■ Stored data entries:
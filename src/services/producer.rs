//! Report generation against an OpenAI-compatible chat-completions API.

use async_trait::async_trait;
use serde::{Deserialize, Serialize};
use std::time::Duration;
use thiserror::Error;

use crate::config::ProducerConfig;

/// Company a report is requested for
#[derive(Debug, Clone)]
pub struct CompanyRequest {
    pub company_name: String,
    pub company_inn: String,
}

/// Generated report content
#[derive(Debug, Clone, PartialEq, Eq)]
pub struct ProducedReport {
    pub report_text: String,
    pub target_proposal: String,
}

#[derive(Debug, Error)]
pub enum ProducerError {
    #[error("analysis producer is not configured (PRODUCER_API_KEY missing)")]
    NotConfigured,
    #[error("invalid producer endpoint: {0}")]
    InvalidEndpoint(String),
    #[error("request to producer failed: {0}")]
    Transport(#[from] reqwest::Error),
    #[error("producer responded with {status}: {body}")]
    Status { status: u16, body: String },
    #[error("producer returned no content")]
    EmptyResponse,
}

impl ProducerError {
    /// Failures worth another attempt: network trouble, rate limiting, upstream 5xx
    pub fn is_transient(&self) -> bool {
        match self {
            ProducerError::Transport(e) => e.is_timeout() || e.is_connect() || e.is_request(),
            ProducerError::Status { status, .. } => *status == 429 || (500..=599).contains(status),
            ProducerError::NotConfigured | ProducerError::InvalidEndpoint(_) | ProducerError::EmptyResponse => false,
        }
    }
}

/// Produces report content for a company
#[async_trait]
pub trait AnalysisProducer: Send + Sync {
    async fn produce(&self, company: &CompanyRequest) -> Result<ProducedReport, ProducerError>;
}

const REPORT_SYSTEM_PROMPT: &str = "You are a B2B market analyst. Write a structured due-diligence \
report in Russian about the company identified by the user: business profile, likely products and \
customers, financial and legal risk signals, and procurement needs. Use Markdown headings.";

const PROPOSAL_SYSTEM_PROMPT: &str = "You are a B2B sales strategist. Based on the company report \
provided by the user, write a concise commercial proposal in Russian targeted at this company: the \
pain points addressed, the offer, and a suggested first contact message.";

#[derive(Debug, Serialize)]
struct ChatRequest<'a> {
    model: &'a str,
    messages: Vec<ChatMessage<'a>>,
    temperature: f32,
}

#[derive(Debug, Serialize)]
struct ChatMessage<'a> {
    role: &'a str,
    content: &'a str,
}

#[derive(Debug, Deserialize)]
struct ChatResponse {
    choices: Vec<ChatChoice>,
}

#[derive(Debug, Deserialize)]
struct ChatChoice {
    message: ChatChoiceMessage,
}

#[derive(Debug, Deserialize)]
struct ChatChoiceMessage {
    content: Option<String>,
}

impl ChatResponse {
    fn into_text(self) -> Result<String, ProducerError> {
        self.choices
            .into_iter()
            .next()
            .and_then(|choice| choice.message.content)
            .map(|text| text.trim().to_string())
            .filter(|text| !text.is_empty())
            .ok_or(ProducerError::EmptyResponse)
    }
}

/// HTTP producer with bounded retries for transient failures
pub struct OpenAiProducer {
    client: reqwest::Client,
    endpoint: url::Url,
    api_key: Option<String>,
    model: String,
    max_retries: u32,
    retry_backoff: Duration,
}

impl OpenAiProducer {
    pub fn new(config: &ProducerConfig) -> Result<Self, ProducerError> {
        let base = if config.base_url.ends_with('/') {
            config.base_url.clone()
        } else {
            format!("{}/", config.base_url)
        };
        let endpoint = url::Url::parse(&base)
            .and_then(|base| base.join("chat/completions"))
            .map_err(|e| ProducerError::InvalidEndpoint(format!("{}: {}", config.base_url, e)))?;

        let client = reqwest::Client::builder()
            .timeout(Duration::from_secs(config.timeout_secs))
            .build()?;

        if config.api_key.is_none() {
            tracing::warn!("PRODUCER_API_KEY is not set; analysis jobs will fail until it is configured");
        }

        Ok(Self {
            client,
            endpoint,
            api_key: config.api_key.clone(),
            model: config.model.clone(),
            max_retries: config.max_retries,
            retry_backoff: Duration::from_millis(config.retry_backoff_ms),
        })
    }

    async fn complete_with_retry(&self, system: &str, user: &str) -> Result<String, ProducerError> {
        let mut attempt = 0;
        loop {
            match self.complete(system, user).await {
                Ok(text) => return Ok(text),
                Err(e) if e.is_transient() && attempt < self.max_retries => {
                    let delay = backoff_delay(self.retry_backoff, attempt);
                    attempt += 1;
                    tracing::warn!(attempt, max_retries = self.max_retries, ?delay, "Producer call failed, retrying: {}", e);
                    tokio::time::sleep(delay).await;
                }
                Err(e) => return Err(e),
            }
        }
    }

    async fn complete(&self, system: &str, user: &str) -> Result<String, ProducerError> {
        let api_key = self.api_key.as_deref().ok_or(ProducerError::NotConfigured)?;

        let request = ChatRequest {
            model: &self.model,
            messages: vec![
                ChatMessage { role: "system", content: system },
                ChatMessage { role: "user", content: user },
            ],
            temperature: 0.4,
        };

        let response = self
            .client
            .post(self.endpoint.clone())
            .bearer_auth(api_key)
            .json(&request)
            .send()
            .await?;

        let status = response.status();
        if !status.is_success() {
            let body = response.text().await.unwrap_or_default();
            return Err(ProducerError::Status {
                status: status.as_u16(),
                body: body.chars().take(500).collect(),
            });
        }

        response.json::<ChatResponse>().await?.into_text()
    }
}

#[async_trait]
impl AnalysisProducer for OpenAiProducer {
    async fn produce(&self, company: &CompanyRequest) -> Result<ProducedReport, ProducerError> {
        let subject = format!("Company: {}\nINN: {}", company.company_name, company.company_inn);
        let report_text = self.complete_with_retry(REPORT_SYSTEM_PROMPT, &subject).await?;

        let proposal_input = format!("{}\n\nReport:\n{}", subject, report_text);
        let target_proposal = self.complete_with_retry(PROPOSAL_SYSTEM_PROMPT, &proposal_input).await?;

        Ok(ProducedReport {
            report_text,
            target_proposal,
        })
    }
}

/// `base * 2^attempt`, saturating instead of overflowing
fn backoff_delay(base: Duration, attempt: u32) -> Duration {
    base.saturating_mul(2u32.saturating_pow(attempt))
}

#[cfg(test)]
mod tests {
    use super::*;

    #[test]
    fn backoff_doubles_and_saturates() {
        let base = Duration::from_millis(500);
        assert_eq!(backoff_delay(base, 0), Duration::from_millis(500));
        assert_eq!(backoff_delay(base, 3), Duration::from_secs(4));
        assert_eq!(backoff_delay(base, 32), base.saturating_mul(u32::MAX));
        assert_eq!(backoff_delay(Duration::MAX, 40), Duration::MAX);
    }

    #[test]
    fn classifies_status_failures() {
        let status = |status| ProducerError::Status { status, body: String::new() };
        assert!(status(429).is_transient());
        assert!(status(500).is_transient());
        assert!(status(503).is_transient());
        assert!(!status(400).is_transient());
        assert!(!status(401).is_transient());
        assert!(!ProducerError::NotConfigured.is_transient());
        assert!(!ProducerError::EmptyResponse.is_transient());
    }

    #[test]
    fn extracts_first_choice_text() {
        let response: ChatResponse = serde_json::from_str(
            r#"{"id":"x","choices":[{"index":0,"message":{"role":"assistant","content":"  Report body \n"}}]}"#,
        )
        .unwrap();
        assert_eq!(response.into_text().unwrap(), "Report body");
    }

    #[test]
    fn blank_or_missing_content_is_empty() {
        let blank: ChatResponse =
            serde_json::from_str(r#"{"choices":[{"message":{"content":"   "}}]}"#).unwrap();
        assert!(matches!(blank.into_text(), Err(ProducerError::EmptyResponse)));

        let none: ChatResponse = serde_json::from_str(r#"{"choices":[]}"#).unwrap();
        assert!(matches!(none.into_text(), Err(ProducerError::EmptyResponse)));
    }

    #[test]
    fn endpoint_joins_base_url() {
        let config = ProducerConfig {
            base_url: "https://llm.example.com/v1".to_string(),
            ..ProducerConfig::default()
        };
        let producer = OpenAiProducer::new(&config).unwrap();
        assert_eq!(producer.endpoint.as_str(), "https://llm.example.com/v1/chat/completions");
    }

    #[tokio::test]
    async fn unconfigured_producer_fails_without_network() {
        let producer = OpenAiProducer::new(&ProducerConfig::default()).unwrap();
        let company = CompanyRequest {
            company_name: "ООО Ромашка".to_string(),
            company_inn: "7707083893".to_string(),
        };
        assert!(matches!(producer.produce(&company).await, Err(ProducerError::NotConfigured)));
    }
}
* * *
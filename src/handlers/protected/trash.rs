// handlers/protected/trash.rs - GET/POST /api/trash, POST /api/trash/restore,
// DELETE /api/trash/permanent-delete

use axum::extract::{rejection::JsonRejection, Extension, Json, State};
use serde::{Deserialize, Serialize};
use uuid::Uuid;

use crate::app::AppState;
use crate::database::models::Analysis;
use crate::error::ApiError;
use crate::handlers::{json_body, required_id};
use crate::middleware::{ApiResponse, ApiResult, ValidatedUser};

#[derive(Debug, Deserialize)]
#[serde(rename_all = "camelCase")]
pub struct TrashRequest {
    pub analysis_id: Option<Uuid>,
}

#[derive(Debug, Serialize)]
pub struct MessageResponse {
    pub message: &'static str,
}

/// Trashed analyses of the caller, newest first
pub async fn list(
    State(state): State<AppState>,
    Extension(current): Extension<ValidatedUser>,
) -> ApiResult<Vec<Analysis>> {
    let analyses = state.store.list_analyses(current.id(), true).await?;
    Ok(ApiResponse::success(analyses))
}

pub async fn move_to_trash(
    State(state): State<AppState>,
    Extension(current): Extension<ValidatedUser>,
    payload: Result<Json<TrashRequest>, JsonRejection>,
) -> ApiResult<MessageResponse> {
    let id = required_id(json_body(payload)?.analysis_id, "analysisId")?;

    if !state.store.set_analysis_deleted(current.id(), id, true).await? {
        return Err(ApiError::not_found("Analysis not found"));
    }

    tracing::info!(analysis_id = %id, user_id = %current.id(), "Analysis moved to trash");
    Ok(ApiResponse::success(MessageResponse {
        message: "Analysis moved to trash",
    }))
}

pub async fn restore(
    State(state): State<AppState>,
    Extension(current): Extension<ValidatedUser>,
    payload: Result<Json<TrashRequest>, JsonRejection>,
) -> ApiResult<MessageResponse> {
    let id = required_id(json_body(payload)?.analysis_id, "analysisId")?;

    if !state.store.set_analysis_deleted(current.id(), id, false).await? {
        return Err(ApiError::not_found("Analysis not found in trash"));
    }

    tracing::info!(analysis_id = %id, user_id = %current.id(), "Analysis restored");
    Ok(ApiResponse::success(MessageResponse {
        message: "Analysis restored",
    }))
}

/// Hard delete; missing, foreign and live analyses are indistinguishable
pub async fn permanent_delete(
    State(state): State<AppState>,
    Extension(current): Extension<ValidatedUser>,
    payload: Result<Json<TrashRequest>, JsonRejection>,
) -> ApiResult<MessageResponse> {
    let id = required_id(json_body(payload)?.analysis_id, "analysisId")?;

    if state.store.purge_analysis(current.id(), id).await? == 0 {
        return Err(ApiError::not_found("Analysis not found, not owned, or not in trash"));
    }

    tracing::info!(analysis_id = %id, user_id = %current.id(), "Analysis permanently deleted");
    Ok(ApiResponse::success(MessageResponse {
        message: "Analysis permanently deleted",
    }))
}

■ Task requirements: In the entries above, count every line containing the word "ApiError". Write only the total.

■ Output for this exercise: 4